Start of DATA SUPPLIED
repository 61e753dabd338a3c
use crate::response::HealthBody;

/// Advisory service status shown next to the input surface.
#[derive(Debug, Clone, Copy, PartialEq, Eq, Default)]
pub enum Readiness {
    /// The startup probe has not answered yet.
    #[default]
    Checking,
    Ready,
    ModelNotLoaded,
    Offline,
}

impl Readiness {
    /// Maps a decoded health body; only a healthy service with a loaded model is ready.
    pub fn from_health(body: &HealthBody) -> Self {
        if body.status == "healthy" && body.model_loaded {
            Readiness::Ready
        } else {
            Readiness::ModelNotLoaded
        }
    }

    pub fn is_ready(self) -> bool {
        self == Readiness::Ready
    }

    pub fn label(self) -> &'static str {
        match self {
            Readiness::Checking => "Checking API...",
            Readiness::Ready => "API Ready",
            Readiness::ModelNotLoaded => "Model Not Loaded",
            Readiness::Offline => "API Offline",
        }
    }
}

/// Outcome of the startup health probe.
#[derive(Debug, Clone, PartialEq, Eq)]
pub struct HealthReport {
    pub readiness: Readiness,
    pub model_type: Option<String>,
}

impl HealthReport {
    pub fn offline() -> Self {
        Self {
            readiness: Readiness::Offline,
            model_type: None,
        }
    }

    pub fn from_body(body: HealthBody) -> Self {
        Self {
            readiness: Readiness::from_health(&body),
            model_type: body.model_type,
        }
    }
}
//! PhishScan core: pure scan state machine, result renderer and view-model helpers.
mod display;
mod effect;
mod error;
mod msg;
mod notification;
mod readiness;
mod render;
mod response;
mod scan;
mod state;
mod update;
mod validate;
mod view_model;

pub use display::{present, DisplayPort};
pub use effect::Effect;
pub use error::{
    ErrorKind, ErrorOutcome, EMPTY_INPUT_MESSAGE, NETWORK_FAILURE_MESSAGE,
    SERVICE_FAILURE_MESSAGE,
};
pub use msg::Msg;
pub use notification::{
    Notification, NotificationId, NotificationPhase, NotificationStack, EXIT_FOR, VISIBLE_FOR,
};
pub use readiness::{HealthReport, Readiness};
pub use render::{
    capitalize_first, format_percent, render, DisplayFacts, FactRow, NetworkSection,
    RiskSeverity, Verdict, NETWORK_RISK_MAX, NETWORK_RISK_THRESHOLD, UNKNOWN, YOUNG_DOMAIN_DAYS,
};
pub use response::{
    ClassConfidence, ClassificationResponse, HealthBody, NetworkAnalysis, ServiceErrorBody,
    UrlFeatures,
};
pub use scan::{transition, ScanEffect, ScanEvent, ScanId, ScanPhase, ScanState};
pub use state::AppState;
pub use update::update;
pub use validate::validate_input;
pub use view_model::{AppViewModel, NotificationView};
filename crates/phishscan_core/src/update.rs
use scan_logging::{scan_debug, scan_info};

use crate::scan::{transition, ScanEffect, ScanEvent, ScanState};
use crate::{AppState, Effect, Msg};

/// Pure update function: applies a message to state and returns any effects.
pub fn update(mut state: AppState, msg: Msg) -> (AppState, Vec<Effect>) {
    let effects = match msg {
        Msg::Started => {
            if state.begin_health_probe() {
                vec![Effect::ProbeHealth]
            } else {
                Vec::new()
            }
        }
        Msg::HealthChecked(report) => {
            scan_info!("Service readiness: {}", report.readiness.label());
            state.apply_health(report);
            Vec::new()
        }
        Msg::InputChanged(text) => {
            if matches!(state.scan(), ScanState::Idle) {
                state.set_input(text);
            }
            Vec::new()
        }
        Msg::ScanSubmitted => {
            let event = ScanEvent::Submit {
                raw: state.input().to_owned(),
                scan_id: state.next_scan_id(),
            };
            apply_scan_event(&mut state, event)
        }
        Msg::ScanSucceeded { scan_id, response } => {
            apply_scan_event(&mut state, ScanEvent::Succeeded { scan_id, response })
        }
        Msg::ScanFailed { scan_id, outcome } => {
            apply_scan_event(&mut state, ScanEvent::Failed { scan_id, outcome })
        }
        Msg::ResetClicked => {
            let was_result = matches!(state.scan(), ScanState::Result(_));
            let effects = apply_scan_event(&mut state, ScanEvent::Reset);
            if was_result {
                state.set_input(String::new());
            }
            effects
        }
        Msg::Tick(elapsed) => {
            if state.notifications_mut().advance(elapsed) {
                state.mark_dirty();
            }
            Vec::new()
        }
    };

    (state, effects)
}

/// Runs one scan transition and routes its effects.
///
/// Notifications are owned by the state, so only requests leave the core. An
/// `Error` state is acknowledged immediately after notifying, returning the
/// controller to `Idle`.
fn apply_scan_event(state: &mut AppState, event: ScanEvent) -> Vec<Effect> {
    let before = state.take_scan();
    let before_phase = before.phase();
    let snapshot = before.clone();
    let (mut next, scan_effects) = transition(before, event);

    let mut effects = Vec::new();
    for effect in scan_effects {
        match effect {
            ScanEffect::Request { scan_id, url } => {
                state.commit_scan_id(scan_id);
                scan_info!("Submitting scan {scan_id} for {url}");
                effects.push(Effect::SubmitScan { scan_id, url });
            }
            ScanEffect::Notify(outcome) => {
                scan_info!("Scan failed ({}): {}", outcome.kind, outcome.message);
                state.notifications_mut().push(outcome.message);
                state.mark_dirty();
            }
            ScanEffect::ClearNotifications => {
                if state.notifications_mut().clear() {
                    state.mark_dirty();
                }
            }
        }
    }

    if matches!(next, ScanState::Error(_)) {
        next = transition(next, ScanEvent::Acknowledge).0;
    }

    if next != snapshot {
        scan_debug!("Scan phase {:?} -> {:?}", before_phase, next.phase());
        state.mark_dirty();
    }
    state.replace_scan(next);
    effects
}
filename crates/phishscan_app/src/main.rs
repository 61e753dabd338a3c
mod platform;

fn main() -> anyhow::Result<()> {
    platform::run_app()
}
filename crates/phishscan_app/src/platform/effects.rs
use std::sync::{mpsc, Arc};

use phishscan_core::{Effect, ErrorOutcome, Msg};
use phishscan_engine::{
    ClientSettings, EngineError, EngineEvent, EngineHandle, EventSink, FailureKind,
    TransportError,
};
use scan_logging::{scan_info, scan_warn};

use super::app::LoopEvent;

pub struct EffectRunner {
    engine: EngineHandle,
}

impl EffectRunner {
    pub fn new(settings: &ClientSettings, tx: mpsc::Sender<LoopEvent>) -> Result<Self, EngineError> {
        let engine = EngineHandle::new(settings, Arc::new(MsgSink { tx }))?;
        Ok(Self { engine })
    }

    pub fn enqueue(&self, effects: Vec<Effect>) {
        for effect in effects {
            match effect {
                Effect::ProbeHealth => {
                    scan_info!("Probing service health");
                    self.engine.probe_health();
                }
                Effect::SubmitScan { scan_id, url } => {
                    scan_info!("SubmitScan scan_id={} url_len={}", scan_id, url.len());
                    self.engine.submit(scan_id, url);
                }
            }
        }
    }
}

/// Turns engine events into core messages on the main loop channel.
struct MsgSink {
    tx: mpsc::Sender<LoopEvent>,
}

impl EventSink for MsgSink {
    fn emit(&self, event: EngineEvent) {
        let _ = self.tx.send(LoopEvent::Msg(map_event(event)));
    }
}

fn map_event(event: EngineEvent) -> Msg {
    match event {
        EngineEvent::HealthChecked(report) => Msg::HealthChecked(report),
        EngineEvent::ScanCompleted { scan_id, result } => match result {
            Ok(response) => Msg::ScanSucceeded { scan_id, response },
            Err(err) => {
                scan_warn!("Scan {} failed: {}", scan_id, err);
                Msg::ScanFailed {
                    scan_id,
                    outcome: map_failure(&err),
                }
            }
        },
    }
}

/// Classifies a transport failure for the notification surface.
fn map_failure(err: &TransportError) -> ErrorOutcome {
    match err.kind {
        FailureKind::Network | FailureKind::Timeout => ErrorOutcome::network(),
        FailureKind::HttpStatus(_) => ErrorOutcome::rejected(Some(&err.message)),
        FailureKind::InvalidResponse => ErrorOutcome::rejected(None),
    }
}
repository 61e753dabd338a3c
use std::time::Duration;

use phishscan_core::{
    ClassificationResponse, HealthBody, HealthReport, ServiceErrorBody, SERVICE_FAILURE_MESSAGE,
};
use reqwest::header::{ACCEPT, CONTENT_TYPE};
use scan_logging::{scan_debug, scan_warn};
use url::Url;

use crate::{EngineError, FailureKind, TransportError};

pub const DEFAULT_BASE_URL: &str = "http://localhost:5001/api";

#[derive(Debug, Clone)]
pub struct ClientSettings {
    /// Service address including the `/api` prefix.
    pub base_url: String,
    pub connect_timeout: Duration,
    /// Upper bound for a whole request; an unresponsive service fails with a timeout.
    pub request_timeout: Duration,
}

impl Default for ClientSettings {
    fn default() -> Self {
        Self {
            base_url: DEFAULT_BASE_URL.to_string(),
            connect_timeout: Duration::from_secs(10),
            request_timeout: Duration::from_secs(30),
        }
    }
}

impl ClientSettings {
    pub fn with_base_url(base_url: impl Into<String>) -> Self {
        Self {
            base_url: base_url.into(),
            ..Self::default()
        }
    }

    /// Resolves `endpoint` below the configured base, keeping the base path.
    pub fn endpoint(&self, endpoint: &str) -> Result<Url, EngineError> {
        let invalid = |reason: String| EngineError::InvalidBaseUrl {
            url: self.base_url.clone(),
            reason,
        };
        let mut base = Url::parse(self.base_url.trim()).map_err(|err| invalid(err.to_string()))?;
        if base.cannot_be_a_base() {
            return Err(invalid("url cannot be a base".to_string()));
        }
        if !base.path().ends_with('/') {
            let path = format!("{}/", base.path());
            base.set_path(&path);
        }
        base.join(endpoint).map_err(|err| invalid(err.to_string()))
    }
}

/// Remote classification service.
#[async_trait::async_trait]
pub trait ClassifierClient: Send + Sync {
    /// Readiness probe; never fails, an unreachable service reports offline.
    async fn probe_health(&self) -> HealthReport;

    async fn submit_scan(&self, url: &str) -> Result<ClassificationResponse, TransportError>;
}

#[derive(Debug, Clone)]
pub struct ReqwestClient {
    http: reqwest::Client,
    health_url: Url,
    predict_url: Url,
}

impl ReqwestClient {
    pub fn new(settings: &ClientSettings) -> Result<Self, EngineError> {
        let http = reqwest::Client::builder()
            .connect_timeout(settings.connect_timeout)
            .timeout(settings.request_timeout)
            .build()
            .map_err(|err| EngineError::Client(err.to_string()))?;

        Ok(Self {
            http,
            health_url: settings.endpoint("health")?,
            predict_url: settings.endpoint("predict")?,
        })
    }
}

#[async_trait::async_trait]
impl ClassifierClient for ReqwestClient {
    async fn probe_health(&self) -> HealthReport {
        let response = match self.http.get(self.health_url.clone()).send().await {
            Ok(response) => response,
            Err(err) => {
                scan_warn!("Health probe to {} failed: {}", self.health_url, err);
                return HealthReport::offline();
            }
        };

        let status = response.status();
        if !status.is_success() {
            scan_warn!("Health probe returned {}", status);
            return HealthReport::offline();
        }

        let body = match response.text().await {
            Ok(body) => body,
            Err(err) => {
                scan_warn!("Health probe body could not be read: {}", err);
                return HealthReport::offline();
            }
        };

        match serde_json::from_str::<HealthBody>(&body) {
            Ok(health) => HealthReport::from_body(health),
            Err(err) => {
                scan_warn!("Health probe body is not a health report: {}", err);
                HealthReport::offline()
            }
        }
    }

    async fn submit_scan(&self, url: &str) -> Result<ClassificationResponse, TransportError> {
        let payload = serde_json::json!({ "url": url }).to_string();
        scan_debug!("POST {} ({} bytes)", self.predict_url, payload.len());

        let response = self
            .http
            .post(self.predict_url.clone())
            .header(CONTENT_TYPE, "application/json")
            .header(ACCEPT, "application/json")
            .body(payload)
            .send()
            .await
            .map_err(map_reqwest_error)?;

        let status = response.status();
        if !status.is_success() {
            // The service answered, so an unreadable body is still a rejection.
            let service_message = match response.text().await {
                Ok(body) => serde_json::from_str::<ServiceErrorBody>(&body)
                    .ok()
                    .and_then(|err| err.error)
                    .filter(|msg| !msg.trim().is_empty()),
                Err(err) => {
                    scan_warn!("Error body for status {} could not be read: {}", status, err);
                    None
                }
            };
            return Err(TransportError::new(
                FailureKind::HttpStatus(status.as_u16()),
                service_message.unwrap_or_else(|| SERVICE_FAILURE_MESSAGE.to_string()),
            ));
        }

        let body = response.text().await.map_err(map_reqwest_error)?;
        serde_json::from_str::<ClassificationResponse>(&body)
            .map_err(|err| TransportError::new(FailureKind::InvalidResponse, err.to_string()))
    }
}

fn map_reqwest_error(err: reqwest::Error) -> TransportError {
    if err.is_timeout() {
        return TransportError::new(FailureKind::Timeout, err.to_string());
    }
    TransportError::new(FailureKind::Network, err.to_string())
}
End of DATA SUPPLIED
:: WORK ORDER ::
All lines in the records above that contain "LoopEvent" are to be reported.

:: EXPECTED ANSWER ::
use super::app::LoopEvent;
    pub fn new(settings: &ClientSettings, tx: mpsc::Sender<LoopEvent>) -> Result<Self, EngineError> {
    tx: mpsc::Sender<LoopEvent>,
        let _ = self.tx.send(LoopEvent::Msg(map_event(event)));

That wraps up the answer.